A redescription mining framework for post-hoc explaining and relating deep learning models
Matej Mihelčić, Ivan Grubišić, Miha Keber
TL;DR
The paper addresses the challenge of explaining deep learning models by introducing ExItNeRdoM, a model-agnostic redescription mining framework that post-hoc relates neuron activations to domain attributes and target labels, both within and across models. It combines uniform binning of activations, PCT-based rule generation, and multi-view redescription mining to produce interpretable redescriptions and rules, enabling pedagogical and decompositional explanations. The approach is evaluated on randomization tests and across CNNs, ResNets, MLPs, and BERT-like models, showing strong coverage, meaningful neuron-role associations, and competitive fidelity against state-of-the-art rule-extraction methods. The framework scales via parallel computation and constraint-based strategies, offering a powerful tool for researchers and practitioners to interpret complex DLMs and relate their components to domain knowledge. Overall, ExItNeRdoM provides a versatile, extensible pathway to understand how neural activations correspond to observable attributes and predictions, with clear benefits for transparency and scientific insight.
Abstract
Deep learning models (DLMs) achieve increasingly high performance both on structured and unstructured data.

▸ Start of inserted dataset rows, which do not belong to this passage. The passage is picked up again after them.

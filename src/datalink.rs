//! Datalink client: the `{links}` endpoint that associates a dataset ID with
//! its related resources (the dataset itself, previews, cutout services,
//! provenance, ...).

use crate::dal::{DalQuery, DalResults, Record};
use crate::error::{Error, Result};
use crate::soda::{service_descriptors, SodaService};
use reqwest::Client;
use tracing::info;

/// The columns the Datalink standard requires of every links response.
const REQUIRED_COLUMNS: [&str; 8] = [
    "ID",
    "access_url",
    "service_def",
    "error_message",
    "description",
    "semantics",
    "content_type",
    "content_length",
];

/// An asynchronous client for a Datalink `{links}` endpoint.
pub struct DatalinkService {
    client: Client,
    base_url: String,
}

impl DatalinkService {
    /// Creates a new `DatalinkService` for the given links endpoint.
    pub fn new(base_url: &str) -> Self {
        Self::with_client(base_url, Client::new())
    }

    /// Creates a new `DatalinkService` sharing an existing HTTP client.
    pub fn with_client(base_url: &str, client: Client) -> Self {
        Self {
            client,
            base_url: base_url.to_string(),
        }
    }

    pub fn base_url(&self) -> &str {
        &self.base_url
    }

    /// Fetches the links for one dataset identifier.
    pub async fn links(&self, id: &str) -> Result<DatalinkResults> {
        info!("Fetching datalinks for {} from {}", id, self.base_url);
        let results = DalQuery::new(self.client.clone(), &self.base_url)
            .param("ID", id)
            .execute()
            .await?;
        DatalinkResults::from_results(results)
    }
}

/// A links table; each record points at one resource related to the queried
/// dataset.
#[derive(Debug)]
pub struct DatalinkResults {
    inner: DalResults,
}

impl DatalinkResults {
    /// Wraps a generic result table, verifying the Datalink column contract.
    pub fn from_results(results: DalResults) -> Result<Self> {
        let fieldnames = results.fieldnames();
        for required in REQUIRED_COLUMNS {
            if !fieldnames
                .iter()
                .any(|name| name.eq_ignore_ascii_case(required))
            {
                return Err(Error::Votable(format!(
                    "links response is missing the required column `{}`",
                    required
                )));
            }
        }
        Ok(Self { inner: results })
    }

    pub fn len(&self) -> usize {
        self.inner.len()
    }

    pub fn is_empty(&self) -> bool {
        self.inner.is_empty()
    }

    pub fn records(&self) -> impl Iterator<Item = DatalinkRecord<'_>> {
        self.inner.records().map(DatalinkRecord)
    }

    pub fn get(&self, row: usize) -> Option<DatalinkRecord<'_>> {
        self.inner.get(row).map(DatalinkRecord)
    }

    /// The link carrying the dataset itself (semantics `#this`), if any.
    pub fn this(&self) -> Option<DatalinkRecord<'_>> {
        self.records().find(|r| r.is_this())
    }

    /// A SODA cutout service advertised by the response's service
    /// descriptors, if any.
    pub fn soda_service(&self) -> Option<SodaService> {
        service_descriptors(self.inner.votable())
            .into_iter()
            .find_map(|descriptor| SodaService::from_descriptor(&descriptor))
    }

    pub fn as_results(&self) -> &DalResults {
        &self.inner
    }
}

/// One link row.
pub struct DatalinkRecord<'a>(Record<'a>);

impl<'a> DatalinkRecord<'a> {
    pub fn id(&self) -> Option<&'a str> {
        self.0.get("ID").ok().and_then(|v| v.as_str())
    }

    pub fn access_url(&self) -> Option<&'a str> {
        self.0.get("access_url").ok().and_then(|v| v.as_str())
    }

    /// Reference into a service descriptor, for rows that are served by a
    /// parameterised service instead of a plain URL.
    pub fn service_def(&self) -> Option<&'a str> {
        self.0.get("service_def").ok().and_then(|v| v.as_str())
    }

    pub fn error_message(&self) -> Option<&'a str> {
        self.0.get("error_message").ok().and_then(|v| v.as_str())
    }

    pub fn description(&self) -> Option<&'a str> {
        self.0.get("description").ok().and_then(|v| v.as_str())
    }

    /// The relationship of this link to the queried dataset, e.g. `#this`,
    /// `#preview`, `#cutout`.
    pub fn semantics(&self) -> Option<&'a str> {
        self.0.get("semantics").ok().and_then(|v| v.as_str())
    }

    pub fn content_type(&self) -> Option<&'a str> {
        self.0.get("content_type").ok().and_then(|v| v.as_str())
    }

    pub fn content_length(&self) -> Option<i64> {
        self.0.get("content_length").ok().and_then(|v| v.as_i64())
    }

    /// True when this link is the dataset itself.
    pub fn is_this(&self) -> bool {
        self.semantics() == Some("#this")
    }

    /// True when the service could not produce a link for this row.
    pub fn is_error(&self) -> bool {
        self.error_message().is_some_and(|m| !m.is_empty())
    }

    pub fn record(&self) -> &Record<'a> {
        &self.0
    }
}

They significantly extended applicability of machine learning to various domains. Their success in making predictions, detecting patterns and generating new data made significant impact on science and industry. Despite these accomplishments, DLMs are difficult to explain because of their enormous size. In this work, we propose a novel framework for post-hoc explaining and relating DLMs using redescriptions. The framework allows cohort analysis of arbitrary DLMs by identifying statistically significant redescriptions of neuron activations. It allows coupling neurons to a set of target labels or sets of descriptive attributes, relating layers within a single DLM or associating different DLMs. The proposed framework is independent of the artificial neural network architecture and can work with more complex target labels (e.g. multi-label or multi-target scenario). Additionally, it can emulate both pedagogical and decompositional approach to rule extraction. The aforementioned properties of the proposed framework can increase explainability and interpretability of arbitrary DLMs by providing different information compared to existing explainable-AI approaches.